Try it
Every line of the listing that holds the word "json" should be returned.

Material shown
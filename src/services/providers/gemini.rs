/// Gemini API backend
///
/// Sends a single-turn `generateContent` request and returns the first
/// candidate's text untouched. Response validation and parsing belong to
/// the suggestion parser, and fallback policy belongs to the pipeline.
use std::time::Duration;

use reqwest::Client as HttpClient;
use serde::Deserialize;
use serde_json::json;

use crate::{
    config::Config,
    error::{AppError, AppResult},
    services::providers::SuggestionBackend,
};

#[derive(Clone)]
pub struct GeminiBackend {
    http_client: HttpClient,
    api_key: Option<String>,
    api_url: String,
    model: String,
}

#[derive(Debug, Deserialize)]
struct GenerateContentResponse {
    #[serde(default)]
    candidates: Vec<Candidate>,
}

#[derive(Debug, Deserialize)]
struct Candidate {
    content: CandidateContent,
}

#[derive(Debug, Deserialize)]
struct CandidateContent {
    #[serde(default)]
    parts: Vec<CandidatePart>,
}

#[derive(Debug, Deserialize)]
struct CandidatePart {
    #[serde(default)]
    text: String,
}

impl GeminiBackend {
    /// Creates a Gemini backend with a request timeout on every outbound call
    pub fn new(config: &Config) -> anyhow::Result<Self> {
        let http_client = HttpClient::builder()
            .timeout(Duration::from_secs(config.request_timeout_secs))
            .build()?;

        Ok(Self {
            http_client,
            api_key: config.gemini_api_key.clone(),
            api_url: config.gemini_api_url.clone(),
            model: config.gemini_model.clone(),
        })
    }

    fn extract_text(response: GenerateContentResponse) -> AppResult<String> {
        response
            .candidates
            .into_iter()
            .next()
            .and_then(|candidate| candidate.content.parts.into_iter().next())
            .map(|part| part.text)
            .filter(|text| !text.is_empty())
            .ok_or_else(|| {
                AppError::Upstream("Gemini response contained no candidate text".to_string())
            })
    }
}

#[async_trait::async_trait]
impl SuggestionBackend for GeminiBackend {
    async fn generate(&self, prompt: &str) -> AppResult<String> {
        let api_key = self
            .api_key
            .as_deref()
            .ok_or_else(|| AppError::Upstream("Gemini API key is not configured".to_string()))?;

        let url = format!(
            "{}/v1beta/models/{}:generateContent",
            self.api_url, self.model
        );
        let body = json!({
            "contents": [{ "parts": [{ "text": prompt }] }]
        });

        let response = self
            .http_client
            .post(&url)
            .query(&[("key", api_key)])
            .json(&body)
            .send()
            .await?;

        let status = response.status();
        if !status.is_success() {
            let body = response.text().await.unwrap_or_default();
            return Err(AppError::Upstream(format!(
                "Gemini API returned status {}: {}",
                status, body
            )));
        }

        let parsed: GenerateContentResponse = response.json().await?;
        let text = Self::extract_text(parsed)?;

        tracing::debug!(
            model = %self.model,
            response_len = text.len(),
            "Gemini generation completed"
        );

        Ok(text)
    }

    async fn probe(&self) -> bool {
        match self.generate("Test").await {
            Ok(_) => true,
            Err(e) => {
                tracing::debug!(error = %e, "Gemini API key validation failed");
                false
            }
        }
    }

    fn name(&self) -> &'static str {
        "gemini"
    }
}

Solved exercise
use serde_json::json;
        let body = json!({
            .json(&body)
        let parsed: GenerateContentResponse = response.json().await?;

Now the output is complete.